At Avani, we often talk about how our textiles are “ naturally dyed.” But where do these dyes come from, and how are they able to produce such rich, vibrant colors? This month on the blog, we’re going to dive deeper into each of Avani’s natural dyes, looking at where these vivid colors come from, how they’re made, and the amazing shades they produce. In the spirit of Valentine’s Day, we’re starting off our series with Lac, one of our favorite dyes for stunning shades of red, pink, and purple.
Natural Dye of the Week: Lac
nlike most natural dyes, which come from plants, lac is actually the resinous secretion of lac insects. One of the oldest natural dyes, lac has been used in dyeing and painting since as early as 250 AD throughout India, Southeast Asia, Nepal, Bhutan, and China.
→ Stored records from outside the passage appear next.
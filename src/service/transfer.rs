//! Account transfer between members.

use log::info;

use crate::connection::ConnectionPool;
use crate::repository::{Member, MemberRepository};
use crate::service::error::{ServiceError, ServiceResult};
use crate::transaction::{TransactionManager, TxError, UnitOfWorkKey};

/// Member id that makes a transfer fail after the debit, for exercising
/// rollback.
pub const FAILING_MEMBER_ID: &str = "ex";

pub struct MemberService<P: ConnectionPool> {
    manager: TransactionManager<P>,
    members: MemberRepository<P>,
}

impl<P: ConnectionPool> MemberService<P> {
    pub fn new(manager: TransactionManager<P>, members: MemberRepository<P>) -> Self {
        Self { manager, members }
    }

    /// Move `amount` from one member to another, atomically.
    ///
    /// Either both balances change or neither does.
    pub fn account_transfer(
        &self,
        from_id: &str,
        to_id: &str,
        amount: i64,
    ) -> Result<(), TxError<ServiceError>> {
        self.manager
            .with_transaction(|key| self.transfer(key, from_id, to_id, amount))?;
        info!("transferred {amount} from {from_id} to {to_id}");
        Ok(())
    }

    fn transfer(
        &self,
        key: &UnitOfWorkKey,
        from_id: &str,
        to_id: &str,
        amount: i64,
    ) -> ServiceResult<()> {
        if amount <= 0 {
            return Err(ServiceError::Validation(format!(
                "transfer amount must be positive, got {amount}"
            )));
        }

        let from = self.members.find_by_id(key, from_id)?;
        let to = self.members.find_by_id(key, to_id)?;

        let debited = from.money.checked_sub(amount).ok_or_else(|| {
            ServiceError::Validation(format!("balance of {from_id} would underflow"))
        })?;
        self.members.update(key, from_id, debited)?;
        validate(&to)?;
        let credited = to.money.checked_add(amount).ok_or_else(|| {
            ServiceError::Validation(format!("balance of {to_id} would overflow"))
        })?;
        self.members.update(key, to_id, credited)?;
        Ok(())
    }
}

fn validate(to: &Member) -> ServiceResult<()> {
    if to.member_id == FAILING_MEMBER_ID {
        return Err(ServiceError::Validation(
            "exception during transfer".to_string(),
        ));
    }
    Ok(())
}
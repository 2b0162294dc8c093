//! High-level database handle.
//!
//! [`Database`] owns the pool, the transaction context shared by the manager
//! and the repositories, and the member schema.

mod api;

pub use api::{Database, DatabaseConfig, DatabaseError, DatabaseResult, DatabaseStats};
In India, lac was typically ground into powder and used to stain leather, wool, and silk. In Tibet, lac was often used in carpet production, while in Japan and China, lac was popular for use on textiles. In Thailand, lac (called Krang in Thai) is applied to hands and feet during religious occasions.
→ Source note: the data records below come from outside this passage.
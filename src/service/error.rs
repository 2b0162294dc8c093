//! Service layer errors.

use thiserror::Error;

use crate::translate::SemanticError;

/// Result type for service operations.
pub type ServiceResult<T> = Result<T, ServiceError>;

/// Errors raised by business logic.
#[derive(Debug, Error)]
pub enum ServiceError {
    /// A data-access operation failed.
    #[error("data access error: {0}")]
    Data(#[from] SemanticError),

    /// A business rule rejected the operation.
    #[error("validation failed: {0}")]
    Validation(String),
}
The lac insect typically invades trees (typically fig or acacia), and secretes a red-colored resin. These coated branches are cut and harvested as “sticklac”. Once harvested, the sticklac is crushed, strained, and washed to remove any impurities. It is then usually pounded into a powder, and soaked, strained and boiled.
Lac can produce a wide range of shades, from bright red, to magenta, to dark purple. The dye is very sensitive to changes in pH levels, making it easy for dyers to shift the color and tone. Adding alkaline solutions will turn the dye a rich, plum-colored purple, while adding iron will give a richer, almost black purple shade.